The trouble was, I couldn’t stay away for long. Scrabble has always been a simple source of pleasure for me. But when I finally gave in and took my turn, I told myself I was just doing it for the sake of the game, and not for my mother.
*
Over the years my parents have never given up on me, never lost hope. They have eased up in recent months, not out of a lack of concern, but for the sake of preserving our relationship. They have stopped bringing food when they come to visit, stopped sending emails to my doctors. Now, they worry from a distance.
I don’t tell them that I love them. It’s just not what we do. But I write tomes for thank-you notes, buy jewelry or books or pineapple corers to wish them a happy birthday, and call them every week. At least once. And, in lieu of the constant phone calls she wants to make, the emails and texts she wants to send, my mom drags one tile after another onto our Scrabble game board. I often picture her at home, pondering what word to spell, her finger swiping across her massive Android phone. When I get a new Scrabble notification, I know she’s saying hi. Waiting for me to say it back. Waiting for me to show her that I’m still okay, and still here.

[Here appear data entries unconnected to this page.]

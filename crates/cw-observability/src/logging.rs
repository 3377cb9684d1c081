//! Logging infrastructure for Checkwise.
//!
//! This module provides structured logging using the tracing ecosystem.

use serde::{Deserialize, Serialize};
use tracing::Level;
use tracing_subscriber::{
    fmt::{self, format::FmtSpan},
    layer::SubscriberExt,
    util::SubscriberInitExt,
    EnvFilter,
};

/// Crates whose events are enabled by the default filter.
const LOGGED_CRATES: [&str; 3] = ["cw_core", "cw_cli", "checkwise"];

/// Logging configuration.
#[derive(Debug, Clone, PartialEq, Eq, Serialize, Deserialize)]
#[serde(default)]
pub struct LoggingConfig {
    /// Log level name (trace, debug, info, warn, error).
    pub level: String,
    /// Whether to use JSON format.
    pub json_format: bool,
    /// Whether to include span events.
    pub include_spans: bool,
    /// Whether to include file/line info.
    pub include_location: bool,
    /// Whether to include target (module path).
    pub include_target: bool,
}

impl Default for LoggingConfig {
    fn default() -> Self {
        Self {
            level: "info".to_string(),
            json_format: false,
            include_spans: false,
            include_location: false,
            include_target: true,
        }
    }
}

impl LoggingConfig {
    /// Creates a development configuration with more verbose output.
    pub fn development() -> Self {
        Self {
            level: "debug".to_string(),
            json_format: false,
            include_spans: true,
            include_location: true,
            include_target: true,
        }
    }

    /// Creates a production configuration with JSON output.
    pub fn production() -> Self {
        Self {
            level: "info".to_string(),
            json_format: true,
            include_spans: false,
            include_location: false,
            include_target: true,
        }
    }

    /// Parses the configured level, falling back to INFO for unknown names.
    pub fn parsed_level(&self) -> Level {
        self.level.parse().unwrap_or(Level::INFO)
    }

    /// Builds the default directive string used when `RUST_LOG` is unset.
    pub fn filter_directives(&self) -> String {
        let level = self.parsed_level();
        LOGGED_CRATES
            .iter()
            .map(|krate| format!("{}={}", krate, level))
            .collect::<Vec<_>>()
            .join(",")
    }
}

/// Initializes the logging system with default configuration.
pub fn init_logging() {
    init_logging_with_config(&LoggingConfig::default());
}

/// Initializes the logging system with the given configuration.
///
/// `RUST_LOG` takes precedence over the configured level. Calling this more
/// than once is a no-op after the first successful initialization.
pub fn init_logging_with_config(config: &LoggingConfig) {
    let env_filter = EnvFilter::try_from_default_env()
        .unwrap_or_else(|_| EnvFilter::new(config.filter_directives()));

    let span_events = if config.include_spans {
        FmtSpan::NEW | FmtSpan::CLOSE
    } else {
        FmtSpan::NONE
    };

    if config.json_format {
        let fmt_layer = fmt::layer()
            .json()
            .with_writer(std::io::stderr)
            .with_span_events(span_events)
            .with_file(config.include_location)
            .with_line_number(config.include_location)
            .with_target(config.include_target);

        let _ = tracing_subscriber::registry()
            .with(env_filter)
            .with(fmt_layer)
            .try_init();
    } else {
        let fmt_layer = fmt::layer()
            .with_writer(std::io::stderr)
            .with_span_events(span_events)
            .with_file(config.include_location)
            .with_line_number(config.include_location)
            .with_target(config.include_target);

        let _ = tracing_subscriber::registry()
            .with(env_filter)
            .with(fmt_layer)
            .try_init();
    }
}

/// Creates a span for an integrity check run.
#[macro_export]
macro_rules! integrity_span {
    ($run_id:expr) => {
        tracing::info_span!("integrity_check", run_id = %$run_id)
    };
    ($run_id:expr, $($field:tt)*) => {
        tracing::info_span!("integrity_check", run_id = %$run_id, $($field)*)
    };
}

/// Creates a span for a repair run.
#[macro_export]
macro_rules! repair_span {
    ($run_id:expr, $issue_count:expr) => {
        tracing::info_span!("integrity_repair", run_id = %$run_id, issues = $issue_count)
    };
}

Sometimes it’ll take her days to take her turn, and I’ll watch and wait for a notification email that doesn’t come. Even though I know better—she’s probably just trying to think of a good word, planning her next play—I often interpret her silence as a conscious decision to ignore me. Because I know I make her sad sometimes. After twelve years of having an eating disorder, two rounds of in-patient treatment, thousands of dollars spent on therapy and medication, I’m still not the fully healthy or happy daughter she wants me to be.
But no matter what else happens, I play my turn, and she plays hers. For a brief moment, when I see her new word, I know we’re thinking about one another. We’re in the middle of a game now—twenty-one tiles left. I’ll wait patiently for her to move her tiles, spell her next word. Tacitly tell me that she loves me. And in return, I’ll do the same.